§ EXERCISE
Reproduce all entries precisely as they are written.

§ INPUT MATERIAL
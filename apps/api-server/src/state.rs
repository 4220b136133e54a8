//! Application state - shared across all handlers.

use std::sync::Arc;

use newsx_core::ports::{BlogRepository, UserRepository};
use newsx_core::services::{BlogService, UserService};
use newsx_infra::database::DatabaseConfig;
use newsx_infra::memory::{InMemoryBlogRepository, InMemoryUserRepository};

#[cfg(feature = "mongodb")]
use newsx_infra::database::{DatabaseConnection, MongoBlogRepository, MongoUserRepository};

/// Which adapter backs the repositories.
#[derive(Debug, Clone, Copy, PartialEq, Eq)]
pub enum StorageKind {
    MongoDb,
    InMemory,
}

impl StorageKind {
    pub const fn as_str(self) -> &'static str {
        match self {
            StorageKind::MongoDb => "mongodb",
            StorageKind::InMemory => "in-memory",
        }
    }
}

/// Shared application state.
#[derive(Clone)]
pub struct AppState {
    pub users: UserService,
    pub blogs: BlogService,
    pub storage: StorageKind,
    #[cfg(feature = "mongodb")]
    db: Option<Arc<DatabaseConnection>>,
}

impl AppState {
    /// Build the application state with appropriate implementations.
    pub async fn new(db_config: Option<&DatabaseConfig>) -> Self {
        #[cfg(feature = "mongodb")]
        {
            if let Some(config) = db_config {
                match DatabaseConnection::init(config).await {
                    Ok(connection) => {
                        let db = Arc::new(connection);
                        let state = Self::with_repositories(
                            Arc::new(MongoUserRepository::from_connection(&db)),
                            Arc::new(MongoBlogRepository::from_connection(&db)),
                            StorageKind::MongoDb,
                        );
                        tracing::info!(database = %db.database_name(), "Application state initialized");
                        return Self {
                            db: Some(db),
                            ..state
                        };
                    }
                    Err(e) => {
                        tracing::error!(
                            "Failed to connect to document store: {}. Using in-memory fallback.",
                            e
                        );
                    }
                }
            } else {
                tracing::warn!("No database configured. Running without database (in-memory mode).");
            }
        }

        #[cfg(not(feature = "mongodb"))]
        {
            if db_config.is_some() {
                tracing::warn!("Database configured but the mongodb feature is disabled");
            }
            tracing::info!("Running without mongodb feature - using in-memory repositories");
        }

        let state = Self::in_memory();
        tracing::info!("Application state initialized");
        state
    }

    /// State backed by fresh in-memory repositories.
    pub fn in_memory() -> Self {
        Self::with_repositories(
            Arc::new(InMemoryUserRepository::new()),
            Arc::new(InMemoryBlogRepository::new()),
            StorageKind::InMemory,
        )
    }

    fn with_repositories(
        users: Arc<dyn UserRepository>,
        blogs: Arc<dyn BlogRepository>,
        storage: StorageKind,
    ) -> Self {
        Self {
            users: UserService::new(users),
            blogs: BlogService::new(blogs),
            storage,
            #[cfg(feature = "mongodb")]
            db: None,
        }
    }

    /// Release the store connection, if any.
    pub async fn shutdown(&self) {
        #[cfg(feature = "mongodb")]
        if let Some(db) = &self.db {
            db.close().await;
        }
    }
}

§ OUTPUT FOR THIS TASK
filename apps/api-server/src/state.rs
repository 4220b136133e54a8
//! Application state - shared across all handlers.

use std::sync::Arc;

use newsx_core::ports::{BlogRepository, UserRepository};
use newsx_core::services::{BlogService, UserService};
use newsx_infra::database::DatabaseConfig;
use newsx_infra::memory::{InMemoryBlogRepository, InMemoryUserRepository};

#[cfg(feature = "mongodb")]
use newsx_infra::database::{DatabaseConnection, MongoBlogRepository, MongoUserRepository};

/// Which adapter backs the repositories.
#[derive(Debug, Clone, Copy, PartialEq, Eq)]
pub enum StorageKind {
    MongoDb,
    InMemory,
}

impl StorageKind {
    pub const fn as_str(self) -> &'static str {
        match self {
            StorageKind::MongoDb => "mongodb",
            StorageKind::InMemory => "in-memory",
        }
    }
}

/// Shared application state.
#[derive(Clone)]
pub struct AppState {
    pub users: UserService,
    pub blogs: BlogService,
    pub storage: StorageKind,
    #[cfg(feature = "mongodb")]
    db: Option<Arc<DatabaseConnection>>,
}

impl AppState {
    /// Build the application state with appropriate implementations.
    pub async fn new(db_config: Option<&DatabaseConfig>) -> Self {
        #[cfg(feature = "mongodb")]
        {
            if let Some(config) = db_config {
                match DatabaseConnection::init(config).await {
                    Ok(connection) => {
                        let db = Arc::new(connection);
                        let state = Self::with_repositories(
                            Arc::new(MongoUserRepository::from_connection(&db)),
                            Arc::new(MongoBlogRepository::from_connection(&db)),
                            StorageKind::MongoDb,
                        );
                        tracing::info!(database = %db.database_name(), "Application state initialized");
                        return Self {
                            db: Some(db),
                            ..state
                        };
                    }
                    Err(e) => {
                        tracing::error!(
                            "Failed to connect to document store: {}. Using in-memory fallback.",
                            e
                        );
                    }
                }
            } else {
                tracing::warn!("No database configured. Running without database (in-memory mode).");
            }
        }

        #[cfg(not(feature = "mongodb"))]
        {
            if db_config.is_some() {
                tracing::warn!("Database configured but the mongodb feature is disabled");
            }
            tracing::info!("Running without mongodb feature - using in-memory repositories");
        }

        let state = Self::in_memory();
        tracing::info!("Application state initialized");
        state
    }

    /// State backed by fresh in-memory repositories.
    pub fn in_memory() -> Self {
        Self::with_repositories(
            Arc::new(InMemoryUserRepository::new()),
            Arc::new(InMemoryBlogRepository::new()),
            StorageKind::InMemory,
        )
    }

    fn with_repositories(
        users: Arc<dyn UserRepository>,
        blogs: Arc<dyn BlogRepository>,
        storage: StorageKind,
    ) -> Self {
        Self {
            users: UserService::new(users),
            blogs: BlogService::new(blogs),
            storage,
            #[cfg(feature = "mongodb")]
            db: None,
        }
    }

    /// Release the store connection, if any.
    pub async fn shutdown(&self) {
        #[cfg(feature = "mongodb")]
        if let Some(db) = &self.db {
            db.close().await;
        }
    }
}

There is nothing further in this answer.